Soft Skills Rule of 7: No 5. Action
Taking Action—utilizing those soft skills that are self-propelled (Work Ethic, Persistence, Observation)—is one of the more challenging Soft Skill applications. We’re busy people and there’s only so much “oomph” in a day. Why would we waste time taking care of problems before they become problems? Why aren’t we waiting until the house bursts into flames to worry about emergency exits? Why are we answering our own questions?
It can be very difficult to motivate ourselves to do excellent work—to invest time and money and energy—into tasks that provide no immediate emotional payoff. If you write the paper two weeks before it’s due, you “rob” yourself of the high of hitting the send button with 30 seconds until the deadline. What’s more, once we’re in a cycle of putting out the fires, it can be even harder to find the energy to invest in Action Soft Skills.

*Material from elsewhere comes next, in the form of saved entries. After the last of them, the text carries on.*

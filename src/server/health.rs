//! Liveness and banner endpoints.

use axum::extract::State;
use axum::http::StatusCode;

use super::{AppState, GitHubConnector};
use crate::config::ConfigLoader;

/// Health check handler.
///
/// Returns 200 OK with the text "OK".
pub async fn health_handler() -> (StatusCode, &'static str) {
    (StatusCode::OK, "OK")
}

/// Banner naming the running version.
///
/// ```ignore
/// GET / HTTP/1.1
///
/// HTTP/1.1 200 OK
///
/// Ariane is running!
/// Version: 0.0.1-dirty
/// ```
pub async fn root_handler<C, L>(State(app_state): State<AppState<C, L>>) -> String
where
    C: GitHubConnector,
    L: ConfigLoader + Send + Sync + 'static,
{
    format!("Ariane is running!\nVersion: {}", app_state.version())
}

#[cfg(test)]
mod tests {
    use super::*;

    #[tokio::test]
    async fn health_returns_200_ok() {
        let (status, body) = health_handler().await;
        assert_eq!(status, StatusCode::OK);
        assert_eq!(body, "OK");
    }
}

When you enter your customer’s data into your CRM, do you fill in all the information you have because you never know when it might be relevant? That’s an Action Soft Skill at work! Rather than wait to fix a problem (a useful skill set in its own right), you apply yourself from the beginning.

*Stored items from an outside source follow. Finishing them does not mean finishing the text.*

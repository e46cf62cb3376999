//! Event handlers for GitHub webhook events.
//!
//! Handlers turn a parsed event into GitHub effects, executed one at a time
//! through a [`GitHubInterpreter`]. The decision logic itself lives in
//! [`crate::decision`]; handlers gather its inputs and act on its answers.
//!
//! # Event Types
//!
//! | Event | Handler |
//! |-------|---------|
//! | `issue_comment` | `handle_issue_comment` - trigger phrases on PRs |
//! | `merge_group` | `handle_merge_group` - app-agnostic required checks |

mod issue_comment;
mod merge_group;

use std::fmt;

use thiserror::Error;

use crate::config::{ConfigError, ConfigLoader};
use crate::effects::{GitHubEffect, GitHubInterpreter, GitHubResponse};
use crate::types::{PrNumber, WorkflowId};
use crate::webhooks::GitHubEvent;
use crate::webhooks::events::{CommentAction, MergeGroupAction};

pub use issue_comment::{handle_issue_comment, rerun_failed_jobs};
pub use merge_group::handle_merge_group;

/// Errors that can occur during event handling.
#[derive(Debug, Error)]
pub enum HandlerError {
    /// The comment's PR is not among the repository's open PRs.
    #[error("PR {0} not found among open pull requests")]
    PrNotFound(PrNumber),

    /// The repository configuration could not be loaded.
    #[error(transparent)]
    Config(#[from] ConfigError),

    /// A GitHub API call failed.
    #[error("GitHub API call failed: {0}")]
    GitHub(String),

    /// The interpreter answered an effect with the wrong response variant.
    #[error("unexpected response to {effect}: {response}")]
    UnexpectedResponse {
        effect: &'static str,
        response: String,
    },

    /// Workflow inputs could not be encoded.
    #[error("failed to encode workflow inputs: {0}")]
    Encode(#[from] serde_json::Error),
}

/// Why an event needed no action.
#[derive(Debug, Clone, PartialEq, Eq)]
pub enum IgnoreReason {
    /// The comment is on an issue, not a pull request.
    NotAPullRequest,
    /// Only newly created comments can trigger workflows.
    CommentNotCreated(CommentAction),
    /// A bot that doesn't belong to the repository owner wrote the comment.
    ForeignBot(String),
    /// The author is not an active member of any allowed team.
    NotAllowed(String),
    /// The comment matches no trigger phrase.
    NoTrigger,
    /// Merge group actions other than `checks_requested`.
    MergeGroupAction(MergeGroupAction),
}

impl fmt::Display for IgnoreReason {
    fn fmt(&self, f: &mut fmt::Formatter<'_>) -> fmt::Result {
        match self {
            IgnoreReason::NotAPullRequest => write!(f, "comment is not on a pull request"),
            IgnoreReason::CommentNotCreated(action) => write!(f, "comment action is {:?}", action),
            IgnoreReason::ForeignBot(login) => write!(f, "unsupported bot author {}", login),
            IgnoreReason::NotAllowed(login) => {
                write!(f, "{} is not an active member of an allowed team", login)
            }
            IgnoreReason::NoTrigger => write!(f, "comment matches no trigger"),
            IgnoreReason::MergeGroupAction(action) => {
                write!(f, "merge group action is {:?}", action)
            }
        }
    }
}

/// What a handler did with an event.
#[derive(Debug, Clone, PartialEq, Eq)]
pub enum HandlerOutcome {
    /// Nothing to do.
    Ignored(IgnoreReason),

    /// A trigger phrase was acted on. Each triggered workflow lands in
    /// exactly one list, in trigger order.
    Processed {
        /// Workflows a `workflow_dispatch` was created for.
        dispatched: Vec<WorkflowId>,
        /// Irrelevant workflows reported as a skipped check run.
        skipped: Vec<WorkflowId>,
        /// Workflows whose last run on the head commit already passed.
        reused: Vec<WorkflowId>,
    },

    /// A merge group's app-agnostic required checks were reported.
    ChecksReported {
        /// Check contexts a success check run was created for.
        passed: Vec<String>,
        /// Check contexts whose check run could not be created.
        failed: Vec<String>,
    },
}

/// Handles a GitHub webhook event.
///
/// `github` must be scoped to the event's repository.
pub async fn handle_event<G, L>(
    event: &GitHubEvent,
    github: &G,
    loader: &L,
) -> Result<HandlerOutcome, HandlerError>
where
    G: GitHubInterpreter + Sync,
    G::Error: fmt::Display,
    L: ConfigLoader + Sync,
{
    match event {
        GitHubEvent::IssueComment(e) => handle_issue_comment(e, github, loader).await,
        GitHubEvent::MergeGroup(e) => handle_merge_group(e, github).await,
    }
}

/// Executes one effect, mapping interpreter errors into [`HandlerError::GitHub`].
async fn execute<G>(github: &G, effect: GitHubEffect) -> Result<GitHubResponse, HandlerError>
where
    G: GitHubInterpreter + Sync,
    G::Error: fmt::Display,
{
    github
        .interpret(effect)
        .await
        .map_err(|e| HandlerError::GitHub(e.to_string()))
}

fn unexpected(effect: &'static str, response: GitHubResponse) -> HandlerError {
    HandlerError::UnexpectedResponse {
        effect,
        response: format!("{:?}", response),
    }
}
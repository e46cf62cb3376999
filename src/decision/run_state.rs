//! Deciding whether an existing run makes re-triggering unnecessary.

use crate::types::{RunConclusion, RunStatus, WorkflowRunState};

/// Whether the most recent run of a workflow for a commit already settles it.
///
/// Only a completed run that succeeded or was skipped counts. A failed run is
/// not re-run from here; the workflow is dispatched again instead.
pub fn should_skip(last_run: Option<&WorkflowRunState>) -> bool {
    match last_run {
        Some(run) if run.status == RunStatus::Completed => matches!(
            run.conclusion,
            Some(RunConclusion::Success) | Some(RunConclusion::Skipped)
        ),
        _ => false,
    }
}
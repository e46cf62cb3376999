//! HTTP server for the CI dispatch bot.
//!
//! # Endpoints
//!
//! - `POST /api/github/hook` - Handles a GitHub webhook delivery synchronously
//! - `GET /healthz` - Returns 200 if the server is running
//! - `GET /` - Returns a banner with the running version

use std::fmt;
use std::sync::Arc;

use octocrab::Octocrab;

use crate::config::ConfigLoader;
use crate::effects::GitHubInterpreter;
use crate::github::OctocrabClient;
use crate::types::RepoId;

pub mod health;
pub mod webhook;

pub use health::{health_handler, root_handler};
pub use webhook::webhook_handler;

/// Produces a GitHub interpreter scoped to one repository.
///
/// Each webhook delivery names its repository; the connector turns that into
/// the client the handlers run their effects through.
pub trait GitHubConnector: Send + Sync + 'static {
    type Client: GitHubInterpreter<Error: fmt::Display> + Send + Sync;

    fn connect(&self, repo: RepoId) -> Self::Client;
}

impl GitHubConnector for Octocrab {
    type Client = OctocrabClient;

    fn connect(&self, repo: RepoId) -> OctocrabClient {
        OctocrabClient::new(self.clone(), repo)
    }
}

/// Shared application state.
///
/// This is passed to all handlers via Axum's `State` extractor.
pub struct AppState<C, L> {
    inner: Arc<AppStateInner<C, L>>,
}

struct AppStateInner<C, L> {
    connector: C,
    loader: L,
    version: String,
}

impl<C, L> Clone for AppState<C, L> {
    fn clone(&self) -> Self {
        AppState {
            inner: Arc::clone(&self.inner),
        }
    }
}

impl<C, L> AppState<C, L>
where
    C: GitHubConnector,
    L: ConfigLoader + Send + Sync + 'static,
{
    pub fn new(connector: C, loader: L, version: impl Into<String>) -> Self {
        AppState {
            inner: Arc::new(AppStateInner {
                connector,
                loader,
                version: version.into(),
            }),
        }
    }

    pub fn connector(&self) -> &C {
        &self.inner.connector
    }

    pub fn loader(&self) -> &L {
        &self.inner.loader
    }

    /// The version shown on `/`.
    pub fn version(&self) -> &str {
        &self.inner.version
    }
}

/// Builds the axum Router with all endpoints.
pub fn build_router<C, L>(app_state: AppState<C, L>) -> axum::Router
where
    C: GitHubConnector,
    L: ConfigLoader + Send + Sync + 'static,
{
    use axum::routing::{get, post};

    axum::Router::new()
        .route("/api/github/hook", post(webhook_handler::<C, L>))
        .route("/healthz", get(health_handler))
        .route("/", get(root_handler::<C, L>))
        .with_state(app_state)
}
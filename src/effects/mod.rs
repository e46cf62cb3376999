//! Effects-as-data for GitHub operations.
//!
//! The decision logic never talks to GitHub directly. It builds
//! [`GitHubEffect`] values and hands them to a [`GitHubInterpreter`]; the
//! production interpreter lives in [`crate::github`], tests use a recording
//! mock.

pub mod github;
pub mod interpreter;

pub use github::{
    DispatchInputs, GitHubEffect, GitHubResponse, JobData, PrData, Reaction, RequiredCheck,
    WorkflowData,
};
pub use interpreter::GitHubInterpreter;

Are you regularly taking meetings with your individual team members regardless of how they’re doing? Not waiting to reach out to someone until they’re in trouble is an excellent application of Action Soft Skills in a managerial role.

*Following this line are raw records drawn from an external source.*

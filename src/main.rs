use anyhow::Context;
use tokio_util::sync::CancellationToken;
use tracing::info;
use tracing_subscriber::{layer::SubscriberExt, util::SubscriberInitExt};

use ariane::config::{DEFAULT_CONFIG_FILE, RepositoryConfigLoader, ServerConfig};
use ariane::github::build_octocrab;
use ariane::server::{AppState, build_router};

#[tokio::main]
async fn main() -> anyhow::Result<()> {
    tracing_subscriber::registry()
        .with(
            tracing_subscriber::EnvFilter::try_from_default_env()
                .unwrap_or_else(|_| "ariane=debug,octocrab=info".into()),
        )
        .with(tracing_subscriber::fmt::layer())
        .init();

    let config = ServerConfig::load(DEFAULT_CONFIG_FILE).context("loading server configuration")?;
    let octocrab = build_octocrab(&config.github, config.request_timeout())
        .context("building GitHub client")?;

    let state = AppState::new(octocrab, RepositoryConfigLoader, config.version.clone());
    let app = build_router(state);

    let addr = config.server.bind_addr();
    let listener = tokio::net::TcpListener::bind(&addr)
        .await
        .with_context(|| format!("binding {}", addr))?;
    info!(
        %addr,
        version = %config.version,
        run_delay = ?config.run_delay(),
        "listening"
    );

    let shutdown = CancellationToken::new();
    tokio::spawn(cancel_on_signal(shutdown.clone()));

    axum::serve(listener, app)
        .with_graceful_shutdown(shutdown.cancelled_owned())
        .await
        .context("serving HTTP")?;

    info!("shut down");
    Ok(())
}

async fn cancel_on_signal(token: CancellationToken) {
    let ctrl_c = async {
        if let Err(e) = tokio::signal::ctrl_c().await {
            tracing::error!(error = %e, "failed to listen for Ctrl-C");
            std::future::pending::<()>().await;
        }
    };

    #[cfg(unix)]
    let terminate = async {
        match tokio::signal::unix::signal(tokio::signal::unix::SignalKind::terminate()) {
            Ok(mut signal) => {
                signal.recv().await;
            }
            Err(e) => {
                tracing::error!(error = %e, "failed to listen for SIGTERM");
                std::future::pending::<()>().await;
            }
        }
    };

    #[cfg(not(unix))]
    let terminate = std::future::pending::<()>();

    tokio::select! {
        _ = ctrl_c => {}
        _ = terminate => {}
    }
    info!("shutdown signal received");
    token.cancel();
}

Actions require your internal momentum to propel them forward, prepared for whatever next phase will bring. You build a report so the team can analyze it and build their next plan of attack. You write your draft copy well in advance, so your editor can get you notes that will strengthen the narrative. You plant your garden, but it takes months before the fall harvest. Action items are your good intentioned work toward the future; and the more solidly accomplished, the better the collaborations and harvests that will follow.
...It’s like that scene in Under the Tuscan Sun, when the depressed heroine, on the verge of hopelessness, is told the story of building the Semmering pass:
“...between Austria and Italy, there is a section of the Alps called the Semmering. It is an impossibly steep, very high part of the mountains. They built a train track over these Alps to connect Vienna and Venice. They built these tracks even before there was a train in existence that could make the trip. They built it because they knew some day, the train would come.”
This is what you are doing.
With Action, you are laying the track - piece by piece - with faith that what will follow in communication and collaboration will yield what often seems like the impossible. He’ll plot the course, you’ll lay the track, she’ll build the train, we will pool all our individual talents and resources together and in the end -- scale the mountain to success!